In "What is 'the Social Construction of Nature'? A Typology and Sympathetic Critique," David Demeritt examines the understanding of what is meant by "nature," and theories of nature as a socially constructed concept and a physical space (778). Demeritt distinguishes nature as a concept of discourse, as either a part of or the entire material world (779). As people talk about and function in relation to nature, they mutually adjust their thinking of nature, and through their actions determine their physical environment. While sharing their beliefs of nature, people develop a common sense understanding based on similar experiences. This common knowledge about nature affects political decisions, determining the way in which private and public lands, forests, and waters are used and pollution is controlled. In other words, people socially construct nature simultaneously, conceptually and materially. Are these constructed truths about nature "epistemologically warranted" (780)? Specifically, can the common sense knowledge of nature be refuted empirically with reference to the reality of nature? What are the philosophical and the political stakes of nature's social construction (786)?

If cultural and historical discourses produce the common sense notions of nature and the material states of nature, the accepted wisdom and physical status quo is provisional and subject to political manipulation (776). Whose interest does the relevant political process support? Do humans have an ethical right to exploit nature at will? Ontologically, does physical nature exist as an "independent, moral" being (782)? How is nature itself represented in the political construction of nature? Dominant groups can and do usurp political power and through education and the media control the process by which ideas become common sense. The resulting ideology maintains the groups' hegemony, permitting them to exploit the political process in favour of their agenda. However, when people realize they have the power to refute these contrived attitudes toward nature, they can oppose powerful, established groups who subjugate nature for private profit (769).

In "In The Shadow of Red Cedar," Wade Davis emphasizes the perils of ignoring ecological concerns in the management and use of natural resources. Davis claims that forestry professionals use language that is "disengenuous, as if conceived to mislead" (222). The forest industry uses terms that enhance the value of timber as logs. Old growth rainforests are "decadent" or "overmature," ripe for "harvesting." Loggers interpret the "annual allowable cut" of timber in a region as "a quota to be met," while forest managers pay lip sevice to "sustained yield" ensuring a perpetual supply of timber as a "theoretical possibility" (222). Timber represents an economic resource to be logged and manufactured into marketable products. Forestry professionsals do not regarded timber as part of an ecological system. In British Columbia, the social construction of forests favours the corporations and workers in the forest industry, and the government entitles private corporations to exploit and develop public forests (223).

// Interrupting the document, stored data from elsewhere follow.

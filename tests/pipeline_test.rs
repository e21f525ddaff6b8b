use karasub::document::write_text_file;
use karasub::{render_documents, GroupingMode, SubtitleConfig, Transcript};
use regex::Regex;

fn example_transcript() -> Transcript {
    serde_json::from_str(
        r#"{
            "segments": [
                {"words": [
                    {"text": "NO", "start": 0.12, "end": 0.50},
                    {"text": "NECESITO", "start": 0.50, "end": 0.79},
                    {"text": "TU", "start": 1.20, "end": 1.35},
                    {"text": "AYUDA", "start": 1.35, "end": 1.68}
                ]}
            ]
        }"#,
    )
    .unwrap()
}

#[test]
fn test_worked_example_renders_byte_exact_document() {
    let transcript = example_transcript();
    let config = SubtitleConfig::default();

    let output = render_documents(&transcript, &config).unwrap();

    let expected = "\
[Script Info]
Title: Word-by-Word Subtitles
ScriptType: v4.00+
WrapStyle: 0
ScaledBorderAndShadow: yes
PlayResX: 1280
PlayResY: 720
YCbCr Matrix: None

[V4+ Styles]
Format: Name, Fontname, Fontsize, PrimaryColour, SecondaryColour, OutlineColour, BackColour, Bold, Italic, Underline, StrikeOut, ScaleX, ScaleY, Spacing, Angle, BorderStyle, Outline, Shadow, Alignment, MarginL, MarginR, MarginV, Encoding
Style: Default,Arial,30,&H00FFFFFF,&H000000FF,&H00000000,&H80000000,0,0,0,0,100,100,0,0,1,2,2,2,20,20,40,1

[Events]
Format: Layer, Start, End, Style, Name, MarginL, MarginR, MarginV, Effect, Text
Dialogue: 0,0:00:00.12,0:00:00.50,Default,,0,0,0,,{\\b1}{\\c&H0000FFFF}NO{\\c&H00FFFFFF}{\\b0} NECESITO TU AYUDA
Dialogue: 0,0:00:00.50,0:00:01.20,Default,,0,0,0,,NO {\\b1}{\\c&H0000FFFF}NECESITO{\\c&H00FFFFFF}{\\b0} TU AYUDA
Dialogue: 0,0:00:01.20,0:00:01.35,Default,,0,0,0,,NO NECESITO {\\b1}{\\c&H0000FFFF}TU{\\c&H00FFFFFF}{\\b0} AYUDA
Dialogue: 0,0:00:01.35,0:00:01.68,Default,,0,0,0,,NO NECESITO TU {\\b1}{\\c&H0000FFFF}AYUDA{\\c&H00FFFFFF}{\\b0}
";

    assert_eq!(output.ass, expected);
    assert!(output.srt.is_none());
    assert!(output.dropped_words.is_empty());
}

#[test]
fn test_rendering_is_deterministic() {
    let transcript = example_transcript();
    let mut config = SubtitleConfig::default();
    config.output_srt = true;

    let first = render_documents(&transcript, &config).unwrap();
    let second = render_documents(&transcript, &config).unwrap();

    assert_eq!(first.ass, second.ass);
    assert_eq!(first.srt, second.srt);
}

#[test]
fn test_empty_transcript_yields_default_only_document() {
    let transcript = Transcript::default();
    let mut config = SubtitleConfig::default();
    config.output_srt = true;

    let output = render_documents(&transcript, &config).unwrap();

    assert_eq!(output.document.styles.len(), 1);
    assert_eq!(output.document.styles[0].name, "Default");
    assert!(output.document.events.is_empty());
    assert!(!output.ass.contains("Dialogue:"));
    assert_eq!(output.srt.as_deref(), Some(""));
}

#[test]
fn test_disabling_highlighting_collapses_unit_to_one_event() {
    let transcript = example_transcript();
    let mut config = SubtitleConfig::default();
    config.enable_word_highlighting = false;

    let output = render_documents(&transcript, &config).unwrap();

    assert_eq!(output.document.events.len(), 1);
    let event = &output.document.events[0];
    assert_eq!(event.text, "NO NECESITO TU AYUDA");
    assert!(output
        .ass
        .contains("Dialogue: 0,0:00:00.12,0:00:01.68,Default,,0,0,0,,NO NECESITO TU AYUDA"));
}

#[test]
fn test_malformed_word_is_dropped_and_unit_still_renders() {
    let transcript: Transcript = serde_json::from_str(
        r#"{
            "segments": [
                {"words": [
                    {"text": "good", "start": 0.0, "end": 0.4},
                    {"text": "bad", "start": 1.0, "end": 0.5},
                    {"text": "fine", "start": 0.8, "end": 1.2}
                ]}
            ]
        }"#,
    )
    .unwrap();

    let output = render_documents(&transcript, &SubtitleConfig::default()).unwrap();

    assert_eq!(output.dropped_words.len(), 1);
    assert_eq!(output.dropped_words[0].text, "bad");
    assert_eq!(output.document.events.len(), 2);
    assert!(output.ass.contains("good"));
    assert!(output.ass.contains("fine"));
    assert!(!output.ass.contains("bad"));
}

#[test]
fn test_speaker_styles_and_srt_projection() {
    let transcript: Transcript = serde_json::from_str(
        r#"{
            "segments": [
                {"words": [
                    {"text": "hola", "start": 0.0, "end": 0.4, "speaker": "SPEAKER_00"},
                    {"text": "mundo", "start": 0.4, "end": 0.8, "speaker": "SPEAKER_00"},
                    {"text": "adios", "start": 1.0, "end": 1.5, "speaker": "SPEAKER_01"}
                ]}
            ]
        }"#,
    )
    .unwrap();

    let config = SubtitleConfig::from_json(
        r##"{
            "max_words": 4,
            "enable_speaker_detection": true,
            "output_srt": true,
            "speakers": [
                {"speaker_id": "SPEAKER_00", "primary_color": "#FF0000"},
                {"speaker_id": "SPEAKER_01", "primary_color": "#00FF00"}
            ]
        }"##,
    )
    .unwrap();

    let output = render_documents(&transcript, &config).unwrap();

    let names: Vec<&str> = output
        .document
        .styles
        .iter()
        .map(|s| s.name.as_str())
        .collect();
    assert_eq!(
        names,
        vec!["Default", "Speaker_SPEAKER_00", "Speaker_SPEAKER_01"]
    );
    assert!(output.ass.contains(",Speaker_SPEAKER_00,"));
    assert!(output.ass.contains(",Speaker_SPEAKER_01,"));

    let srt = output.srt.unwrap();
    assert!(srt.starts_with("1\n00:00:00,000 --> 00:00:00,800\n[SPEAKER_00] hola mundo\n"));
    assert!(srt.contains("2\n00:00:01,000 --> 00:00:01,500\n[SPEAKER_01] adios\n"));
}

#[test]
fn test_sentence_mode_end_to_end() {
    let transcript: Transcript = serde_json::from_str(
        r#"{
            "segments": [
                {"words": [
                    {"text": "First", "start": 0.0, "end": 0.3},
                    {"text": "sentence.", "start": 0.3, "end": 0.7},
                    {"text": "Second", "start": 1.0, "end": 1.3},
                    {"text": "one", "start": 1.3, "end": 1.6}
                ]}
            ]
        }"#,
    )
    .unwrap();

    let config = SubtitleConfig::from_json(
        r#"{"max_words": "full_sentence", "enable_word_highlighting": false}"#,
    )
    .unwrap();
    assert_eq!(config.grouping, GroupingMode::Sentence);

    let output = render_documents(&transcript, &config).unwrap();
    // Two units: terminator-closed and trailing flush
    assert_eq!(output.document.events.len(), 2);
    assert_eq!(output.document.events[0].text, "First sentence.");
    assert_eq!(output.document.events[1].text, "Second one");
}

#[test]
fn test_every_dialogue_line_is_well_formed() {
    let transcript = example_transcript();
    let output = render_documents(&transcript, &SubtitleConfig::default()).unwrap();

    let dialogue = Regex::new(r"^Dialogue: 0,\d+:\d{2}:\d{2}\.\d{2},\d+:\d{2}:\d{2}\.\d{2},[^,]+,,0,0,0,,.+$")
        .unwrap();
    let mut count = 0;
    for line in output.ass.lines().filter(|l| l.starts_with("Dialogue:")) {
        assert!(dialogue.is_match(line), "malformed line: {}", line);
        count += 1;
    }
    assert_eq!(count, 4);
}

#[test]
fn test_written_files_round_trip() {
    let transcript = example_transcript();
    let mut config = SubtitleConfig::default();
    config.output_srt = true;

    let output = render_documents(&transcript, &config).unwrap();

    let dir = tempfile::tempdir().unwrap();
    let ass_path = dir.path().join("example.ass");
    let srt_path = dir.path().join("example.srt");

    write_text_file(&ass_path, &output.ass).unwrap();
    write_text_file(&srt_path, output.srt.as_deref().unwrap()).unwrap();

    assert_eq!(std::fs::read_to_string(&ass_path).unwrap(), output.ass);
    assert_eq!(
        std::fs::read_to_string(&srt_path).unwrap(),
        output.srt.unwrap()
    );
}
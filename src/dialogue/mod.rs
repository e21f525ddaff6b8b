mod builder;
mod tags;
mod time;

pub use builder::{build_unit_events, DialogueEvent};
pub use tags::{animation_tags, highlight_close_tags, highlight_open_tags};
pub use time::format_ass_time;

Davis maintains that the rainforests of the Pacific Coast are the perfect venue for reconstructing society's shared and contested views of nature (223). In Talk and Log: Wilderness Politics in British Columbia, 1965-96, Jeremy Wilson reviews the challenges mounted over the last three decades by the environmental movement to the forest industry. Wilson states that while public criticisms have obtained some "significant substantive concessions," the ecosystem models of environmentalists have "made little headway against the status quo, the industrial forestry model" (338-39). Unless the tenure and logging regulations of the forestry system are revised, the government's forestry policies will continue to threaten the future of British Columbia's rainforests, whose sublime ecologies Davis describes so passionately.

Works Cited

Davis, Wade. The Clouded Leopard: Travels to Landscapes of Spirit and Desire. Vancouver: Douglas & McIntyre, 1998: 207-24.

Demeritt, David. "What is 'the Social Construction of Nature'? A typology and Sympathetic Critique." Progress in Human Geography 26 (2002): 767-790.

Wilson, Jeremy. Talk and Log: Wilderness Politics in British Columbia, 1965-96. Vancouver: UBC Press, 1998.